Data section.

// This Source Code Form is subject to the terms of the Mozilla Public
// License, v. 2.0. If a copy of the MPL was not distributed with this
// file, You can obtain one at https://mozilla.org/MPL/2.0/.

//! Resolves which NIC attachment serves an instance's config drive.
//!
//! A multi-NIC instance serves its drive through exactly one attachment at
//! a time: the default. Topology changes from the orchestration platform
//! (attach, detach, promote) update the authoritative attachment here; the
//! lifecycle driver reacts to the reported outcome by rebuilding on the new
//! default and letting the old attachment's reads go stale.

use std::collections::BTreeMap;
use std::sync::Mutex;

use thiserror::Error;

use configdrive_types::{
    AttachmentId, InstanceId, NicAttachment, TopologyChange,
};

#[derive(Debug, Error)]
pub enum ResolverError {
    #[error("instance {0} is not registered with the attachment resolver")]
    UnknownInstance(InstanceId),

    #[error("instance {0} has no default attachment")]
    NoAttachment(InstanceId),

    #[error("attachment {0} is not attached to instance {1}")]
    UnknownAttachment(AttachmentId, InstanceId),

    #[error("attachment {0} is already attached to instance {1}")]
    DuplicateAttachment(AttachmentId, InstanceId),

    #[error("instance {0} has more than one attachment marked default")]
    AmbiguousDefault(InstanceId),
}

/// What a topology change did to the authoritative attachment.
#[derive(Clone, Debug, PartialEq, Eq)]
pub enum TopologyOutcome {
    /// The default moved. The drive must be rebuilt on `new_default`; the
    /// displaced attachment (if any) no longer serves it.
    DefaultChanged {
        new_default: NicAttachment,
        displaced: Option<AttachmentId>,
    },
    /// The default attachment is unaffected.
    Unchanged,
}

/// Keyed registry of per-instance NIC attachments.
#[derive(Default)]
pub struct AttachmentResolver {
    entries: Mutex<BTreeMap<InstanceId, Vec<NicAttachment>>>,
}

impl AttachmentResolver {
    pub fn new() -> Self {
        Self::default()
    }

    /// Registers an instance's initial NIC set. Exactly one attachment may
    /// be marked default; when none is, the lowest-ordered attachment is
    /// promoted.
    pub fn register(
        &self,
        instance: InstanceId,
        mut nics: Vec<NicAttachment>,
    ) -> Result<(), ResolverError> {
        let defaults = nics.iter().filter(|n| n.is_default).count();
        if defaults > 1 {
            return Err(ResolverError::AmbiguousDefault(instance));
        }
        if defaults == 0 && !nics.is_empty() {
            let lowest = nics
                .iter()
                .enumerate()
                .min_by_key(|(_, n)| n.device_index)
                .map(|(i, _)| i)
                .unwrap();
            nics[lowest].is_default = true;
        }
        self.entries.lock().unwrap().insert(instance, nics);
        Ok(())
    }

    pub fn remove_instance(&self, instance: InstanceId) {
        self.entries.lock().unwrap().remove(&instance);
    }

    /// The attachment currently serving the drive.
    pub fn resolve_default(
        &self,
        instance: InstanceId,
    ) -> Result<NicAttachment, ResolverError> {
        let entries = self.entries.lock().unwrap();
        let nics = entries
            .get(&instance)
            .ok_or(ResolverError::UnknownInstance(instance))?;
        nics.iter()
            .find(|n| n.is_default)
            .cloned()
            .ok_or(ResolverError::NoAttachment(instance))
    }

    /// Applies a topology change and reports what happened to the default.
    pub fn apply(
        &self,
        instance: InstanceId,
        change: &TopologyChange,
    ) -> Result<TopologyOutcome, ResolverError> {
        let mut entries = self.entries.lock().unwrap();
        let nics = entries
            .get_mut(&instance)
            .ok_or(ResolverError::UnknownInstance(instance))?;

        match change {
            TopologyChange::Attached { nic } => {
                if nics.iter().any(|n| n.id == nic.id) {
                    return Err(ResolverError::DuplicateAttachment(
                        nic.id, instance,
                    ));
                }
                let mut nic = nic.clone();
                if nics.is_empty() {
                    nic.is_default = true;
                }
                if nic.is_default {
                    let displaced = demote_default(nics);
                    nics.push(nic.clone());
                    Ok(TopologyOutcome::DefaultChanged {
                        new_default: nic,
                        displaced,
                    })
                } else {
                    nics.push(nic);
                    Ok(TopologyOutcome::Unchanged)
                }
            }

            TopologyChange::Detached { id } => {
                let pos = nics
                    .iter()
                    .position(|n| n.id == *id)
                    .ok_or(ResolverError::UnknownAttachment(*id, instance))?;
                if !nics[pos].is_default {
                    nics.remove(pos);
                    return Ok(TopologyOutcome::Unchanged);
                }
                // The default is redefined, never deleted and left absent:
                // promote the lowest-ordered survivor before detaching.
                if nics.len() == 1 {
                    return Err(ResolverError::NoAttachment(instance));
                }
                let removed = nics.remove(pos);
                let lowest = nics
                    .iter()
                    .enumerate()
                    .min_by_key(|(_, n)| n.device_index)
                    .map(|(i, _)| i)
                    .unwrap();
                nics[lowest].is_default = true;
                Ok(TopologyOutcome::DefaultChanged {
                    new_default: nics[lowest].clone(),
                    displaced: Some(removed.id),
                })
            }

            TopologyChange::PromotedToDefault { id } => {
                let pos = nics
                    .iter()
                    .position(|n| n.id == *id)
                    .ok_or(ResolverError::UnknownAttachment(*id, instance))?;
                if nics[pos].is_default {
                    return Ok(TopologyOutcome::Unchanged);
                }
                let displaced = demote_default(nics);
                nics[pos].is_default = true;
                Ok(TopologyOutcome::DefaultChanged {
                    new_default: nics[pos].clone(),
                    displaced,
                })
            }
        }
    }

    /// Current NIC set, for the durable record.
    pub fn snapshot(
        &self,
        instance: InstanceId,
    ) -> Result<Vec<NicAttachment>, ResolverError> {
        let entries = self.entries.lock().unwrap();
        entries
            .get(&instance)
            .cloned()
            .ok_or(ResolverError::UnknownInstance(instance))
    }
}

fn demote_default(nics: &mut [NicAttachment]) -> Option<AttachmentId> {
    for nic in nics.iter_mut() {
        if nic.is_default {
            nic.is_default = false;
            return Some(nic.id);
        }
    }
    None
}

What you are asked to do. The answer must hold only the lines from the first line of the data through the line bearing "use thiserror::Error;", returned exactly.

Output of the exercise.
// This Source Code Form is subject to the terms of the Mozilla Public
// License, v. 2.0. If a copy of the MPL was not distributed with this
// file, You can obtain one at https://mozilla.org/MPL/2.0/.

//! Resolves which NIC attachment serves an instance's config drive.
//!
//! A multi-NIC instance serves its drive through exactly one attachment at
//! a time: the default. Topology changes from the orchestration platform
//! (attach, detach, promote) update the authoritative attachment here; the
//! lifecycle driver reacts to the reported outcome by rebuilding on the new
//! default and letting the old attachment's reads go stale.

use std::collections::BTreeMap;
use std::sync::Mutex;

use thiserror::Error;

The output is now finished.